A Blog About Intellectual Property Litigation and the District of Delaware

In the vast majority of patent case in Delaware, the parties are required to serve initial patent disclosures in the form of infringement and invalidity contentions (separate from the contentions they might otherwise serve as part of written discovery). These initial contentions set the stage for fact discovery, claim construction, expert reports, and (in some cases) settlement.

Initial patent disclosures were formalized in this District to some degree by the Court's creation of the Default Standard for Discovery nearly a decade ago.

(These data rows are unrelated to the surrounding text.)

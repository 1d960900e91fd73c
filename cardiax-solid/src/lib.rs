//! Constitutive laws for cardiac tissue.
//!
//! Every stress law is written once, generically over an [`AdReal`] scalar, so that the same
//! expression can be evaluated with plain `f64` or with dual numbers for forward-mode
//! automatic differentiation.
use nalgebra::{Matrix3, Scalar, Vector3};
use num_dual::DualNum;

pub mod active;
pub mod fiber;
pub mod guccione;
pub mod kinematics;

pub use num_dual;

/// Scalar types a stress law can be evaluated with.
///
/// Implemented by `f64` itself and by the dual numbers of `num-dual` over `f64`.
pub trait AdReal: DualNum<f64> + Scalar + Copy {}

impl<T> AdReal for T where T: DualNum<f64> + Scalar + Copy {}

/// A hyperelastic material described by its second Piola-Kirchhoff stress as a function of the
/// Green-Lagrange strain.
pub trait StressLaw {
    /// Compute the strain energy density $\psi = \psi(\vec E)$.
    fn energy_density<T: AdReal>(&self, green_lagrange_strain: &Matrix3<T>, fiber: &Vector3<f64>) -> T;

    /// Compute the second Piola-Kirchhoff stress $\vec S = \pd{\psi}{\vec E}$.
    ///
    /// `fiber` is the local fiber direction. A zero vector means that no fiber direction is
    /// available at the point.
    fn second_piola_kirchhoff<T: AdReal>(&self, green_lagrange_strain: &Matrix3<T>, fiber: &Vector3<f64>) -> Matrix3<T>;
}

impl<M: StressLaw> StressLaw for &M {
    fn energy_density<T: AdReal>(&self, green_lagrange_strain: &Matrix3<T>, fiber: &Vector3<f64>) -> T {
        M::energy_density(self, green_lagrange_strain, fiber)
    }

    fn second_piola_kirchhoff<T: AdReal>(&self, green_lagrange_strain: &Matrix3<T>, fiber: &Vector3<f64>) -> Matrix3<T> {
        M::second_piola_kirchhoff(self, green_lagrange_strain, fiber)
    }
}
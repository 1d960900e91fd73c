//! Preconditioners for Krylov methods.
//!
//! Each preconditioner is a [`LinearOperator`] that applies an approximation of `A^{-1}`.
use crate::operator::LinearOperator;
use nalgebra::{DVector, DVectorView, DVectorViewMut, RealField};
use nalgebra_sparse::CsrMatrix;
use std::error::Error;
use std::fmt;

#[derive(Debug, Clone, PartialEq, Eq)]
pub enum PreconditionerError {
    /// The matrix has no stored or a zero diagonal entry in the given row.
    ZeroDiagonal { row: usize },
    /// A pivot vanished during incomplete factorization.
    ZeroPivot { row: usize },
    NotSquare { nrows: usize, ncols: usize },
    InvalidRelaxation,
}

impl fmt::Display for PreconditionerError {
    fn fmt(&self, f: &mut fmt::Formatter<'_>) -> fmt::Result {
        match self {
            Self::ZeroDiagonal { row } => write!(f, "Zero or missing diagonal entry in row {}.", row),
            Self::ZeroPivot { row } => write!(f, "Zero pivot in row {} during incomplete factorization.", row),
            Self::NotSquare { nrows, ncols } => write!(f, "Matrix is not square ({} x {}).", nrows, ncols),
            Self::InvalidRelaxation => write!(f, "SSOR relaxation parameter must lie in (0, 2)."),
        }
    }
}

impl Error for PreconditionerError {}

fn check_square<T>(matrix: &CsrMatrix<T>) -> Result<(), PreconditionerError> {
    if matrix.nrows() != matrix.ncols() {
        Err(PreconditionerError::NotSquare {
            nrows: matrix.nrows(),
            ncols: matrix.ncols(),
        })
    } else {
        Ok(())
    }
}

/// Returns the offset into the values array of the diagonal entry of each row.
fn diagonal_offsets<T: RealField + Copy>(matrix: &CsrMatrix<T>) -> Result<Vec<usize>, PreconditionerError> {
    check_square(matrix)?;
    let offsets = matrix.row_offsets();
    let indices = matrix.col_indices();
    let values = matrix.values();
    (0..matrix.nrows())
        .map(|i| {
            let row_indices = &indices[offsets[i]..offsets[i + 1]];
            row_indices
                .binary_search(&i)
                .ok()
                .map(|local| offsets[i] + local)
                .filter(|&idx| values[idx] != T::zero())
                .ok_or(PreconditionerError::ZeroDiagonal { row: i })
        })
        .collect()
}

/// Diagonal (point Jacobi) preconditioner `P = D^{-1}`.
#[derive(Debug, Clone)]
pub struct Jacobi<T: RealField> {
    inverse_diagonal: DVector<T>,
}

impl<T: RealField + Copy> Jacobi<T> {
    pub fn from_csr(matrix: &CsrMatrix<T>) -> Result<Self, PreconditionerError> {
        let diag_offsets = diagonal_offsets(matrix)?;
        let values = matrix.values();
        let inverse_diagonal = DVector::from_iterator(
            diag_offsets.len(),
            diag_offsets.iter().map(|&idx| T::one() / values[idx]),
        );
        Ok(Self { inverse_diagonal })
    }

    pub fn inverse_diagonal(&self) -> &DVector<T> {
        &self.inverse_diagonal
    }
}

impl<T: RealField + Copy> LinearOperator<T> for Jacobi<T> {
    fn apply(&self, mut y: DVectorViewMut<T>, x: DVectorView<T>) -> Result<(), Box<dyn Error>> {
        y.copy_from(&x);
        y.component_mul_assign(&self.inverse_diagonal);
        Ok(())
    }
}

/// Symmetric successive over-relaxation preconditioner.
///
/// Applies the inverse of
/// `M = (D + ωL) D^{-1} (D + ωU) / (ω (2 - ω))`,
/// where `A = L + D + U`. `M` is symmetric positive definite whenever `A` is, so the
/// preconditioner may also be used with CG.
#[derive(Debug, Clone)]
pub struct Ssor<T: RealField> {
    matrix: CsrMatrix<T>,
    diag_offsets: Vec<usize>,
    omega: T,
}

impl<T: RealField + Copy> Ssor<T> {
    pub fn from_csr(matrix: &CsrMatrix<T>, omega: T) -> Result<Self, PreconditionerError> {
        if omega <= T::zero() || omega >= T::one() + T::one() {
            return Err(PreconditionerError::InvalidRelaxation);
        }
        let diag_offsets = diagonal_offsets(matrix)?;
        Ok(Self {
            matrix: matrix.clone(),
            diag_offsets,
            omega,
        })
    }
}

impl<T: RealField + Copy> LinearOperator<T> for Ssor<T> {
    fn apply(&self, mut y: DVectorViewMut<T>, x: DVectorView<T>) -> Result<(), Box<dyn Error>> {
        let n = self.matrix.nrows();
        let offsets = self.matrix.row_offsets();
        let indices = self.matrix.col_indices();
        let values = self.matrix.values();
        let omega = self.omega;
        let two = T::one() + T::one();

        // Forward sweep: (D + ωL) w = ω (2 - ω) x
        let scale = omega * (two - omega);
        for i in 0..n {
            let diag = self.diag_offsets[i];
            let mut sum = T::zero();
            for idx in offsets[i]..diag {
                sum += values[idx] * y[indices[idx]];
            }
            y[i] = (scale * x[i] - omega * sum) / values[diag];
        }

        // w <- D w
        for i in 0..n {
            y[i] *= values[self.diag_offsets[i]];
        }

        // Backward sweep: (D + ωU) y = w
        for i in (0..n).rev() {
            let diag = self.diag_offsets[i];
            let mut sum = T::zero();
            for idx in diag + 1..offsets[i + 1] {
                sum += values[idx] * y[indices[idx]];
            }
            y[i] = (y[i] - omega * sum) / values[diag];
        }
        Ok(())
    }
}

/// Incomplete LU factorization with zero fill-in.
///
/// The factors share the sparsity pattern of the original matrix: the strictly lower part holds
/// `L` (with implicit unit diagonal) and the upper part including the diagonal holds `U`.
#[derive(Debug, Clone)]
pub struct Ilu0<T: RealField> {
    factors: CsrMatrix<T>,
    diag_offsets: Vec<usize>,
}

impl<T: RealField + Copy> Ilu0<T> {
    pub fn from_csr(matrix: &CsrMatrix<T>) -> Result<Self, PreconditionerError> {
        let diag_offsets = diagonal_offsets(matrix)?;
        let mut factors = matrix.clone();
        let n = factors.nrows();
        let offsets = matrix.row_offsets();
        let indices = matrix.col_indices();
        let values = factors.values_mut();

        for i in 0..n {
            let diag_i = diag_offsets[i];
            let row_end = offsets[i + 1];

            // Eliminate with the previous rows k < i present in the pattern of row i
            for k_idx in offsets[i]..diag_i {
                let k = indices[k_idx];
                let k_diag = diag_offsets[k];
                let pivot = values[k_diag];
                if pivot == T::zero() {
                    return Err(PreconditionerError::ZeroPivot { row: k });
                }

                let l_ik = values[k_idx] / pivot;
                values[k_idx] = l_ik;

                // a_ij -= l_ik * u_kj for j > k, restricted to the pattern of row i.
                // Column indices are sorted, so a merge suffices.
                let mut cursor = k_idx + 1;
                for kj_idx in k_diag + 1..offsets[k + 1] {
                    let j = indices[kj_idx];
                    while cursor < row_end && indices[cursor] < j {
                        cursor += 1;
                    }
                    if cursor == row_end {
                        break;
                    }
                    if indices[cursor] == j {
                        let u_kj = values[kj_idx];
                        values[cursor] -= l_ik * u_kj;
                    }
                }
            }

            if values[diag_i] == T::zero() {
                return Err(PreconditionerError::ZeroPivot { row: i });
            }
        }

        Ok(Self { factors, diag_offsets })
    }
}

impl<T: RealField + Copy> LinearOperator<T> for Ilu0<T> {
    fn apply(&self, mut y: DVectorViewMut<T>, x: DVectorView<T>) -> Result<(), Box<dyn Error>> {
        let n = self.factors.nrows();
        let offsets = self.factors.row_offsets();
        let indices = self.factors.col_indices();
        let values = self.factors.values();
        y.copy_from(&x);

        // L z = x
        for i in 0..n {
            let mut sum = T::zero();
            for idx in offsets[i]..self.diag_offsets[i] {
                sum += values[idx] * y[indices[idx]];
            }
            y[i] -= sum;
        }

        // U y = z
        for i in (0..n).rev() {
            let diag = self.diag_offsets[i];
            let mut sum = T::zero();
            for idx in diag + 1..offsets[i + 1] {
                sum += values[idx] * y[indices[idx]];
            }
            y[i] = (y[i] - sum) / values[diag];
        }
        Ok(())
    }
}
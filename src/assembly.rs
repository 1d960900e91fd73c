//! Assembly of residuals and Jacobians.
//!
//! [`local`] computes the contribution of a single cell and [`global`] accumulates cell
//! contributions of all ranks into the distributed system.
pub mod global;
pub mod local;
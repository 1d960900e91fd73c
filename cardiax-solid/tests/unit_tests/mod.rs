use nalgebra::{matrix, Matrix3};

mod fiber;
mod guccione;
mod kinematics;

fn displacement_gradient() -> Matrix3<f64> {
    // Note: this is deliberately chosen so that det(I + H) > 0
    matrix![0.10, -0.05, 0.02;
            0.03,  0.08, -0.04;
           -0.02,  0.06, 0.12]
}
//! Solver configuration, read once from a JSON document.
//!
//! Every section has defaults, so an empty document `{}` is a valid configuration.
//!
//! ```json
//! {
//!     "material": { "c": 2000.0, "b_f": 8.0 },
//!     "pressure": { "boundary_value": 4.0 },
//!     "boundaries": { "neumann": [0], "dirichlet": [2] },
//!     "linear_solver": { "method": "gmres", "preconditioner": { "type": "ilu0" } }
//! }
//! ```
use crate::error::ConfigError;
use crate::linear_solver::{LinearSolverSettings, PreconditionerKind};
use crate::mesh::BoundaryId;
use cardiax_optimize::newton::NewtonSettings;
use cardiax_solid::fiber::ProlateSpheroid;
use cardiax_solid::guccione::GuccioneParameters;
use serde::{Deserialize, Serialize};
use std::path::Path;

#[derive(Debug, Clone, PartialEq, Serialize, Deserialize)]
#[serde(default)]
pub struct DiscretizationConfig {
    /// Polynomial degree of the displacement field. Only linear elements are supported.
    pub polynomial_degree: usize,
    /// Number of in-process ranks that assemble disjoint parts of the mesh.
    pub num_ranks: usize,
}

impl Default for DiscretizationConfig {
    fn default() -> Self {
        Self {
            polynomial_degree: 1,
            num_ranks: 1,
        }
    }
}

#[derive(Debug, Clone, PartialEq, Serialize, Deserialize)]
#[serde(default)]
pub struct PressureConfig {
    /// Pressure applied on Neumann boundaries.
    pub boundary_value: f64,
    /// Active tension $T_a$ along the fiber direction.
    pub fiber_value: f64,
}

impl Default for PressureConfig {
    fn default() -> Self {
        Self {
            boundary_value: 4.0,
            fiber_value: 0.0,
        }
    }
}

#[derive(Debug, Clone, Default, PartialEq, Serialize, Deserialize)]
#[serde(default)]
pub struct BoundariesConfig {
    pub neumann: Vec<BoundaryId>,
    pub dirichlet: Vec<BoundaryId>,
}

#[derive(Debug, Clone, PartialEq, Serialize, Deserialize)]
#[serde(default)]
pub struct NewtonConfig {
    /// Absolute tolerance on the Euclidean norm of the residual.
    pub tolerance: f64,
    pub relative_tolerance: Option<f64>,
    pub increment_tolerance: Option<f64>,
    pub max_iterations: usize,
}

impl Default for NewtonConfig {
    fn default() -> Self {
        Self {
            tolerance: 1e-8,
            relative_tolerance: None,
            increment_tolerance: None,
            max_iterations: 50,
        }
    }
}

impl NewtonConfig {
    pub fn settings(&self) -> NewtonSettings<f64> {
        let mut settings = NewtonSettings::new(self.tolerance).with_max_iterations(self.max_iterations);
        if let Some(tol) = self.relative_tolerance {
            settings = settings.with_relative_tolerance(tol);
        }
        if let Some(tol) = self.increment_tolerance {
            settings = settings.with_increment_tolerance(tol);
        }
        settings
    }
}

#[derive(Debug, Clone, PartialEq, Serialize, Deserialize)]
#[serde(default)]
pub struct PoissonConfig {
    /// Boundaries where the transmural coordinate is `0`.
    pub endocardium: Vec<BoundaryId>,
    /// Boundaries where the transmural coordinate is `1`.
    pub epicardium: Vec<BoundaryId>,
    /// Constant source term $f$.
    pub source: f64,
    pub linear_solver: LinearSolverSettings,
}

impl Default for PoissonConfig {
    fn default() -> Self {
        Self {
            endocardium: vec![0],
            epicardium: vec![1],
            source: 0.0,
            linear_solver: LinearSolverSettings::symmetric_positive_definite(),
        }
    }
}

#[derive(Debug, Clone, Default, PartialEq, Serialize, Deserialize)]
#[serde(default)]
pub struct Config {
    pub discretization: DiscretizationConfig,
    pub material: GuccioneParameters,
    pub pressure: PressureConfig,
    pub boundaries: BoundariesConfig,
    pub newton: NewtonConfig,
    pub linear_solver: LinearSolverSettings,
    pub fiber: ProlateSpheroid,
    pub poisson: PoissonConfig,
}

impl Config {
    /// Parses and validates a configuration.
    pub fn from_json_str(json: &str) -> Result<Self, ConfigError> {
        let config: Self = serde_json::from_str(json)?;
        config.validate()?;
        Ok(config)
    }

    pub fn from_file(path: impl AsRef<Path>) -> Result<Self, ConfigError> {
        let json = std::fs::read_to_string(path)?;
        Self::from_json_str(&json)
    }

    pub fn validate(&self) -> Result<(), ConfigError> {
        if self.discretization.polynomial_degree != 1 {
            return Err(ConfigError::invalid(
                "discretization.polynomial_degree",
                format!("only degree 1 is supported, got {}", self.discretization.polynomial_degree),
            ));
        }
        if self.discretization.num_ranks == 0 {
            return Err(ConfigError::invalid("discretization.num_ranks", "need at least one rank"));
        }

        let material = &self.material;
        if !(material.c > 0.0) {
            return Err(ConfigError::invalid("material.c", format!("must be positive, got {}", material.c)));
        }
        for (field, value) in [("material.b_f", material.b_f), ("material.b_t", material.b_t), ("material.b_fs", material.b_fs)] {
            if !(value >= 0.0) {
                return Err(ConfigError::invalid(field, format!("must be non-negative, got {}", value)));
            }
        }
        for (field, value) in [
            ("pressure.boundary_value", self.pressure.boundary_value),
            ("pressure.fiber_value", self.pressure.fiber_value),
        ] {
            if !value.is_finite() {
                return Err(ConfigError::invalid(field, "must be finite"));
            }
        }

        if let Some(&boundary_id) = self
            .boundaries
            .neumann
            .iter()
            .find(|id| self.boundaries.dirichlet.contains(id))
        {
            return Err(ConfigError::OverlappingBoundary { boundary_id });
        }

        let newton = &self.newton;
        check_positive("newton.tolerance", newton.tolerance)?;
        if let Some(tol) = newton.relative_tolerance {
            check_positive("newton.relative_tolerance", tol)?;
        }
        if let Some(tol) = newton.increment_tolerance {
            check_positive("newton.increment_tolerance", tol)?;
        }

        validate_linear_solver("linear_solver", &self.linear_solver)?;
        validate_linear_solver("poisson.linear_solver", &self.poisson.linear_solver)?;

        let fiber = &self.fiber;
        check_positive("fiber.focal_distance", fiber.focal_distance)?;
        if !(fiber.nu_endo > 0.0 && fiber.nu_epi > fiber.nu_endo) {
            return Err(ConfigError::invalid("fiber", "need 0 < nu_endo < nu_epi"));
        }

        Ok(())
    }
}

fn check_positive(field: &'static str, value: f64) -> Result<(), ConfigError> {
    if value > 0.0 && value.is_finite() {
        Ok(())
    } else {
        Err(ConfigError::invalid(field, format!("must be positive, got {}", value)))
    }
}

fn validate_linear_solver(field: &'static str, settings: &LinearSolverSettings) -> Result<(), ConfigError> {
    check_positive(field, settings.relative_tolerance)?;
    if settings.max_iterations == 0 {
        return Err(ConfigError::invalid(field, "max_iterations must be positive"));
    }
    if settings.restart == 0 {
        return Err(ConfigError::invalid(field, "restart must be positive"));
    }
    if let PreconditionerKind::Ssor { omega } = settings.preconditioner {
        if !(omega > 0.0 && omega < 2.0) {
            return Err(ConfigError::invalid(field, format!("SSOR omega must lie in (0, 2), got {}", omega)));
        }
    }
    Ok(())
}
//! Restarted GMRES(m) with right preconditioning.
//!
//! The least-squares problem for the Hessenberg matrix is solved incrementally with Givens
//! rotations, so the residual norm of the current iterate is available at every step without
//! forming the iterate.
use crate::operator::{apply_operator, IdentityOperator, LinearOperator, SolveError, SolveErrorKind, SolveOutput};
use log::debug;
use nalgebra::{DMatrix, DVector, DVectorView, DVectorViewMut, RealField};

const METHOD: &str = "GMRES";

#[derive(Debug)]
pub struct Gmres<A, P, T> {
    operator: A,
    preconditioner: P,
    restart: usize,
    tolerance: T,
    max_iter: Option<usize>,
}

impl Gmres<(), IdentityOperator, f64> {
    pub fn new() -> Self {
        Self {
            operator: (),
            preconditioner: IdentityOperator,
            restart: 30,
            tolerance: 1e-8,
            max_iter: None,
        }
    }
}

impl Default for Gmres<(), IdentityOperator, f64> {
    fn default() -> Self {
        Self::new()
    }
}

impl<P, T> Gmres<(), P, T> {
    pub fn with_operator<A>(self, operator: A) -> Gmres<A, P, T> {
        Gmres {
            operator,
            preconditioner: self.preconditioner,
            restart: self.restart,
            tolerance: self.tolerance,
            max_iter: self.max_iter,
        }
    }
}

impl<A, P, T> Gmres<A, P, T> {
    pub fn with_preconditioner<P2>(self, preconditioner: P2) -> Gmres<A, P2, T> {
        Gmres {
            operator: self.operator,
            preconditioner,
            restart: self.restart,
            tolerance: self.tolerance,
            max_iter: self.max_iter,
        }
    }

    /// Sets the dimension of the Krylov subspace before the method restarts.
    pub fn with_restart(self, restart: usize) -> Self {
        assert!(restart > 0, "Restart length must be positive");
        Self { restart, ..self }
    }

    /// Sets the relative residual tolerance `||b - Ax|| <= tol * ||b||`.
    pub fn with_tolerance<T2>(self, tolerance: T2) -> Gmres<A, P, T2> {
        Gmres {
            operator: self.operator,
            preconditioner: self.preconditioner,
            restart: self.restart,
            tolerance,
            max_iter: self.max_iter,
        }
    }

    pub fn with_max_iter(self, max_iter: usize) -> Self {
        Self {
            max_iter: Some(max_iter),
            ..self
        }
    }
}

/// Computes `(c, s, r)` such that `[c s; -s c] [a; b] = [r; 0]`.
fn givens_rotation<T: RealField + Copy>(a: T, b: T) -> (T, T, T) {
    if b == T::zero() {
        (T::one(), T::zero(), a)
    } else if b.abs() > a.abs() {
        let tau = a / b;
        let s = T::one() / (T::one() + tau * tau).sqrt();
        let c = s * tau;
        (c, s, b / s)
    } else {
        let tau = b / a;
        let c = T::one() / (T::one() + tau * tau).sqrt();
        let s = c * tau;
        (c, s, a / c)
    }
}

impl<A, P, T> Gmres<A, P, T>
where
    T: RealField + Copy,
    A: LinearOperator<T>,
    P: LinearOperator<T>,
{
    pub fn solve_with_guess<'b>(
        &self,
        b: impl Into<DVectorView<'b, T>>,
        x: impl Into<DVectorViewMut<'b, T>>,
    ) -> Result<SolveOutput<T>, SolveError<T>> {
        self.solve_with_guess_(b.into(), x.into())
    }

    fn solve_with_guess_(&self, b: DVectorView<T>, mut x: DVectorViewMut<T>) -> Result<SolveOutput<T>, SolveError<T>> {
        use SolveErrorKind::*;
        assert_eq!(b.len(), x.len());
        let n = b.len();
        let m = self.restart;

        let b_norm = b.norm();
        let mut output = SolveOutput::new(b_norm);
        if b_norm == T::zero() {
            x.fill(T::zero());
            output.residual_norm = T::zero();
            return Ok(output);
        }
        let target = self.tolerance * b_norm;

        let mut r = DVector::zeros(n);
        let mut w = DVector::zeros(n);
        let mut z = DVector::zeros(n);
        let mut basis: Vec<DVector<T>> = (0..=m).map(|_| DVector::zeros(n)).collect();
        let mut h = DMatrix::zeros(m + 1, m);
        let mut g = DVector::zeros(m + 1);
        let mut cs = vec![T::zero(); m];
        let mut sn = vec![T::zero(); m];

        loop {
            // r = b - Ax
            if let Err(err) = apply_operator(&mut r, &self.operator, &x) {
                return Err(SolveError::new(METHOD, output, OperatorError(err)));
            }
            r.zip_apply(&b, |ax_i, b_i| *ax_i = b_i - *ax_i);
            let r_norm = r.norm();
            output.residual_norm = r_norm;

            if r_norm <= target {
                break;
            }
            if let Some(max_iter) = self.max_iter {
                if output.num_iterations >= max_iter {
                    return Err(SolveError::new(METHOD, output, MaxIterationsReached { max_iter }));
                }
            }

            basis[0].copy_from(&r);
            basis[0] /= r_norm;
            h.fill(T::zero());
            g.fill(T::zero());
            g[0] = r_norm;

            let mut k = 0;
            for j in 0..m {
                if self.max_iter.map(|max_iter| output.num_iterations >= max_iter).unwrap_or(false) {
                    break;
                }

                // w = A P v_j
                if let Err(err) = apply_operator(&mut z, &self.preconditioner, &basis[j]) {
                    return Err(SolveError::new(METHOD, output, PreconditionerError(err)));
                }
                if let Err(err) = apply_operator(&mut w, &self.operator, &z) {
                    return Err(SolveError::new(METHOD, output, OperatorError(err)));
                }

                // Modified Gram-Schmidt
                for i in 0..=j {
                    let h_ij = basis[i].dot(&w);
                    h[(i, j)] = h_ij;
                    w.axpy(-h_ij, &basis[i], T::one());
                }
                let h_next = w.norm();
                h[(j + 1, j)] = h_next;
                if h_next != T::zero() {
                    basis[j + 1].copy_from(&w);
                    basis[j + 1] /= h_next;
                }

                // Apply previous rotations to the new column
                for i in 0..j {
                    let tmp = cs[i] * h[(i, j)] + sn[i] * h[(i + 1, j)];
                    h[(i + 1, j)] = -sn[i] * h[(i, j)] + cs[i] * h[(i + 1, j)];
                    h[(i, j)] = tmp;
                }

                let (c, s, rho) = givens_rotation(h[(j, j)], h[(j + 1, j)]);
                cs[j] = c;
                sn[j] = s;
                h[(j, j)] = rho;
                h[(j + 1, j)] = T::zero();

                g[j + 1] = -s * g[j];
                g[j] = c * g[j];

                k = j + 1;
                output.num_iterations += 1;
                output.residual_norm = g[k].abs();

                // A vanishing subdiagonal means the Krylov space is invariant
                if output.residual_norm <= target || h_next == T::zero() {
                    break;
                }
            }

            if k == 0 {
                continue;
            }

            // Back substitution for the upper triangular system H y = g
            let mut y = DVector::zeros(k);
            for i in (0..k).rev() {
                let mut sum = g[i];
                for l in (i + 1)..k {
                    sum -= h[(i, l)] * y[l];
                }
                if h[(i, i)] == T::zero() {
                    return Err(SolveError::new(METHOD, output, Breakdown));
                }
                y[i] = sum / h[(i, i)];
            }

            // x <- x + P V y
            w.fill(T::zero());
            for l in 0..k {
                w.axpy(y[l], &basis[l], T::one());
            }
            if let Err(err) = apply_operator(&mut z, &self.preconditioner, &w) {
                return Err(SolveError::new(METHOD, output, PreconditionerError(err)));
            }
            x += &z;

            debug!(
                "GMRES restart cycle finished after {} iterations, estimated residual {}",
                output.num_iterations, output.residual_norm
            );
        }

        Ok(output)
    }
}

The Default Standard established a staged set of initial disclosures that was eventually adopted by most of the Judges here:

  • 30 days after the Rule 16 conference, the patentee identifies accused products and asserted patents, and produce the file histories
  • 30 days later, the accused infringer produces "core technical documents related to the accused product(s)"
  • 30 days later, the patentee produces an "initial claim chart relating each accused product to the asserted claims each product allegedly infringes"
  • 30 days later, the accused infringer produces "initial invalidity contentions for each asserted claim," and the asserted invalidity references

The Default Standard expressly notes that the disclosures are "initial," and thus the parties "shall be permitted to supplement."

The Judges and Magistrate Judges have taken varying approaches to working this system into their cases (or not), as reflected in their form scheduling orders.

Chief Judge Stark and Judge Noreika (form orders below):

  • Permit the parties to modify timing of initial contentions;
  • Add requirements that (1) plaintiff disclose its damages model along with identifying accused products and asserted patents and (2) defendant disclose its sales figures along with its core technical documents.
  • Importantly, require dates for final infringement and invalidity contentions and final supplementation of lists of accused products and invalidity references, ensuring that supplementation after that date will require leave and a showing of good cause.

Judge Andrews: Takes a flexible, party-driven approach: "The parties may, if they choose, agree to a timetable for initial patent disclosures either as set forth in the Delaware Default Standard for Discovery or as agreed to by the parties, and the parties should set forth any such agreement in the scheduling order."

Judge Connolly:

  • Follows a much more prescriptive approach than the Default Standard, one that tracks the two-step initial disclosure requirements of the Northern District of California Patent Local Rules very closely.
  • Sets timing at 30 days after the scheduling order for infringement contentions, and 45 days thereafter for invalidity contentions.
  • Requires a showing of good cause to amend contentions.
  • Unclear if this approach owes anything to the relatively skeletal structure in the Default Standard, but it is a least an implicit acknowledgment that sequenced initial contentions in patent cases are useful.

Chief Magistrate Judge Thynge and Magistrate Judge Fallon: Do not reference initial patent disclosures in their form orders, but incorporate the Default Standard by reference.

Magistrate Judge Burke and Magistrate Judge Hall: Take the same approach as Judge Stark.

In practice, the Judges may permit some modification of the contention disclosure requirements in their form order (or in the Default Standard) to accommodate the unique facts and circumstances of a given case. But other than occasional disputes over timing between disclosures, parties are usually content to accept the extra work of early substantive contentions if they expect the other side to respond in kind.